Ink, I like edited collections, too. For one thing, if your library doesn't have the book, it's easier to order it by interlibrary loan than to order a bunch of articles piecemeal.

Heu mihi, I think your idea is right: because there are connections involved, theoretically at least (though I see a lot of calls for papers for edited collections), people think the peer review process isn't rigorous. Of course, this doesn't answer all the "special issue" and other seemingly "clubby" journals *cough*PMLA*cough* that are out there. Actually, I think PMLA has gotten better about accepting actual submissions once in a while instead of soliciting them from Big Names. I hadn't thought of this as part of the tenure issue, but that makes sense.

Mel, that part about social scientists and their understanding of things of value makes sense, too. I get the feeling (a wholly uninformed feeling, I might add) that in the social sciences, a "book" means either a textbook or some kind of weighty state-of-the-field or diagnostic manual. Journal articles really are the gold standard there.

(I thought for a minute I wasn't going to point out the relative costs of a $5,000 yearly subscription for a journal in physics versus $35 for a journal in English, but it's too good to pass up.)

Ink said...

That's a good point about some collections being "friendy." I've seen so many calls for papers for them (and that's how we did ours, too, with cfps) that I'd forgotten some are invite-only things.

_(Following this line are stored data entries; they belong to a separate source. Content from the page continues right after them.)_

// Copyright (c) 2024 MyQtt contributors. All rights reserved.
// Use of this source is governed by Lesser General Public License that can be found
// in the LICENSE file.

use std::collections::BTreeMap;
use std::fs::{File, OpenOptions};
use std::io::{BufRead, BufReader, Write};
use std::path::Path;

use super::pwd::Password;
use crate::error::{Error, ErrorKind};

/// A domain's users database, loaded from a `myqtt-passwd`-format file.
///
/// Grounds the "users-db" half of domain dispatch (spec.md §4.7): a
/// username/password pair is checked against `entries` before a client is
/// admitted into the domain.
#[derive(Debug, Default, Clone)]
pub struct FileAuth {
    entries: BTreeMap<String, Password>,
}

impl FileAuth {
    /// Load a users database from `path`.
    ///
    /// # Errors
    ///
    /// Returns error if the file cannot be read or a line is malformed.
    pub fn load<P: AsRef<Path>>(path: P) -> Result<Self, Error> {
        let fd = File::open(path.as_ref())?;
        let reader = BufReader::new(fd);
        let mut entries = BTreeMap::new();
        for line in reader.lines() {
            let line = line?;
            if let Some((username, password)) = Password::parse(&line)? {
                entries.insert(username.to_string(), password);
            }
        }
        Ok(Self { entries })
    }

    /// Returns true if `username` is present in the database, regardless of
    /// whether the supplied password matches.
    #[must_use]
    pub fn contains(&self, username: &str) -> bool {
        self.entries.contains_key(username)
    }

    /// Check a username/password pair against the loaded database.
    #[must_use]
    pub fn check(&self, username: &str, password: &[u8]) -> bool {
        self.entries
            .get(username)
            .map(|entry| entry.is_match(password).unwrap_or(false))
            .unwrap_or(false)
    }
}

/// Re-hash every plaintext password entry in `passwd_file` in place.
///
/// Used by the `myqtt-passwd` CLI to migrate a freshly-written file of
/// `username:password` lines into the salted-hash on-disk format.
///
/// # Errors
///
/// Returns error if the file cannot be read back or rewritten.
pub fn update_file_hash<P: AsRef<Path>>(passwd_file: P) -> Result<(), Error> {
    let fd = File::open(passwd_file.as_ref())?;
    let reader = BufReader::new(fd);
    let mut result = String::new();
    for line in reader.lines() {
        let line = line?;
        match Password::parse_raw_text(&line) {
            Err(err) => {
                log::error!("err: {:?}, line: {}", err, line);
            }
            Ok(None) => {
                // continue
            }
            Ok(Some((username, password))) => {
                let hashed_line = password.dump(username);
                result.push_str(&hashed_line);
                result.push('\n');
            }
        }
    }

    let mut fd = OpenOptions::new()
        .write(true)
        .truncate(true)
        .open(passwd_file.as_ref())?;
    fd.write_all(result.as_bytes()).map_err(Into::into)
}

/// Add and/or delete users in `passwd_file`, rewriting it in sorted order.
///
/// # Errors
///
/// Returns error if the file cannot be read or rewritten, or if a name
/// passed to `delete_users` is not a bare username.
pub fn add_delete_users<P: AsRef<Path>>(
    passwd_file: P,
    add_users: &[&str],
    delete_users: &[&str],
) -> Result<(), Error> {
    let fd = OpenOptions::new()
        .create(true)
        .read(true)
        .write(true)
        .open(passwd_file.as_ref())?;
    let reader = BufReader::new(fd);
    let mut users = BTreeMap::new();
    for line in reader.lines() {
        let line = line?;
        match Password::parse(&line) {
            Err(err) => {
                log::error!("Failed to parse line {:?}, got err: {:?}", line, err);
                return Err(err);
            }
            Ok(None) => {
                // continue
            }
            Ok(Some((username, password))) => {
                users.insert(username.to_string(), password);
            }
        }
    }

    // Add/update users
    for item in add_users {
        match Password::parse_raw_text(item) {
            Err(err) => {
                log::error!("Failed to parse pair {:?}, got err: {:?}", item, err);
                return Err(err);
            }
            Ok(None) => {
                log::info!("Ignore empty line: {}", item);
                // continue
            }
            Ok(Some((username, password))) => {
                users.insert(username.to_string(), password);
            }
        }
    }

    // Delete users
    for username in delete_users {
        if username.contains(':') {
            return Err(Error::from_string(
                ErrorKind::ParameterError,
                format!("Invalid username to delete: {:?}", username),
            ));
        }

        users.remove(*username);
    }

    let mut fd = OpenOptions::new()
        .create(true)
        .write(true)
        .truncate(true)
        .open(passwd_file.as_ref())?;
    for (username, password) in users {
        let line = password.dump(&username);
        log::info!("line: {}", line);
        fd.write_all(line.as_bytes())?;
        fd.write_all(b"\n")?;
    }

    Ok(())
}

#[cfg(test)]
mod tests {
    use super::*;
    use std::io::Write as _;

    #[test]
    fn test_file_auth_check() {
        let mut file = tempfile::NamedTempFile::new().unwrap();
        let password = Password::generate(b"secret").unwrap();
        writeln!(file, "{}", password.dump("alice")).unwrap();
        let auth = FileAuth::load(file.path()).unwrap();
        assert!(auth.contains("alice"));
        assert!(auth.check("alice", b"secret"));
        assert!(!auth.check("alice", b"wrong"));
        assert!(!auth.check("bob", b"secret"));
    }
}
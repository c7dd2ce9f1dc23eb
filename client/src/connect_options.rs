// Copyright (c) 2024 MyQtt contributors. All rights reserved.
// Use of this source is governed by Lesser General Public License that can be found
// in the LICENSE file.

use std::io;
use std::net::{SocketAddr, ToSocketAddrs};
use std::path::PathBuf;
use std::time::Duration;

use myqtt_codec::QoS;

/// How the client's TLS stack decides whether to trust the broker's
/// certificate. `WebPkiRoots` trusts the bundled Mozilla root store
/// (`webpki-roots`), the way a client talking to a public broker would;
/// `CustomCa` trusts only the certificates in a given PEM file, for
/// talking to a broker using a self-signed certificate such as the one
/// `myqttd`'s own integration tests generate with `rcgen`.
#[derive(Clone, Debug)]
pub enum TlsTrust {
    WebPkiRoots,
    CustomCa(PathBuf),
}

impl Default for TlsTrust {
    fn default() -> Self {
        Self::WebPkiRoots
    }
}

/// TLS parameters for an `mqtts` connection.
#[derive(Clone, Debug, Default)]
pub struct TlsOptions {
    /// Hostname used for the TLS `ServerName`/SNI extension. Required even
    /// when `address` is an IP literal, since rustls always verifies
    /// against a `ServerName`, never a bare socket address.
    pub domain: String,
    pub trust: TlsTrust,
}

#[derive(Clone, Debug)]
pub enum ConnectType {
    Mqtt,
    Mqtts(TlsOptions),
}

/// A Will message to be published by the broker if this client disconnects
/// uncleanly.
#[derive(Clone, Debug)]
pub struct LastWill {
    pub topic: String,
    pub message: Vec<u8>,
    pub qos: QoS,
    pub retain: bool,
}

#[derive(Clone, Debug)]
pub struct ConnectOptions {
    address: SocketAddr,
    connect_type: ConnectType,
    client_id: String,
    clean_session: bool,
    keep_alive: Duration,
    connect_timeout: Duration,
    username: Option<String>,
    password: Option<Vec<u8>>,
    last_will: Option<LastWill>,
}

impl ConnectOptions {
    /// Builds a new set of options for a plain `mqtt` connection.
    ///
    /// `client_id` is mandatory: the wire codec has no helper for
    /// generating a random identifier, so callers must supply their own
    /// (empty strings are rejected at CONNECT-encode time unless the
    /// broker is configured to allow them).
    pub fn new<A: ToSocketAddrs>(address: A, client_id: &str) -> io::Result<Self> {
        let mut addrs = address.to_socket_addrs()?;
        let address = addrs.next().ok_or_else(|| {
            io::Error::new(io::ErrorKind::InvalidInput, "address did not resolve")
        })?;
        Ok(Self {
            address,
            connect_type: ConnectType::Mqtt,
            client_id: client_id.to_owned(),
            clean_session: true,
            keep_alive: Duration::from_secs(60),
            connect_timeout: Duration::from_secs(10),
            username: None,
            password: None,
            last_will: None,
        })
    }

    pub fn address(&self) -> &SocketAddr {
        &self.address
    }

    pub fn set_connect_type(&mut self, connect_type: ConnectType) -> &mut Self {
        self.connect_type = connect_type;
        self
    }

    pub fn connect_type(&self) -> &ConnectType {
        &self.connect_type
    }

    pub fn client_id(&self) -> &str {
        &self.client_id
    }

    pub fn set_clean_session(&mut self, clean_session: bool) -> &mut Self {
        self.clean_session = clean_session;
        self
    }

    pub fn clean_session(&self) -> bool {
        self.clean_session
    }

    pub fn set_keep_alive(&mut self, keep_alive: Duration) -> &mut Self {
        self.keep_alive = keep_alive;
        self
    }

    pub fn keep_alive(&self) -> Duration {
        self.keep_alive
    }

    pub fn set_connect_timeout(&mut self, connect_timeout: Duration) -> &mut Self {
        self.connect_timeout = connect_timeout;
        self
    }

    pub fn connect_timeout(&self) -> Duration {
        self.connect_timeout
    }

    pub fn set_credentials(&mut self, username: &str, password: &[u8]) -> &mut Self {
        self.username = Some(username.to_owned());
        self.password = Some(password.to_owned());
        self
    }

    pub fn username(&self) -> Option<&str> {
        self.username.as_deref()
    }

    pub fn password(&self) -> Option<&[u8]> {
        self.password.as_deref()
    }

    pub fn set_last_will(&mut self, last_will: LastWill) -> &mut Self {
        self.last_will = Some(last_will);
        self
    }

    pub fn last_will(&self) -> Option<&LastWill> {
        self.last_will.as_ref()
    }
}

May I just say ROTLF on this? "Of course, this doesn't answer all the "special issue" and other seemingly "clubby" journals *cough*PMLA*cough* that are out there." Indeed!!

Apparently the creative writing journals and awards can also tend toward such clubbiness...I don't know if you ever saw that website called Foetry, but it overtly traced connections among poets and publishers. (It's been taken down since, with only a few archival materials left online, but back in the day, it was naming names like crazy.)

Ink said...

I did find the Foetry mission statement in case anyone's interested.

The Bittersweet Girl said...

I am in the process of putting together an edited collection and here's what I've learned: 1) presses are still wary of them, 2) the only way to get senior scholars is to solicit them -- they don't answer CFP, of course, and 3) one needs senior scholars to give a collection credibility so, yeah, I did a fair amount of solicitation (sounds sexier than it was).

Not only have I had the impression that journal articles have more cache than book chapters, I think they have more cache than editing a book.

undine said...

Ink, I had seen something about Foetry some years back when someone I know was angry about a contest he was involved in being named. I didn't know that they'd taken it down as a site!

Bittersweet Girl, I wish you'd write about good ways to solicit senior scholars; it does sound like a process of art or maybe science.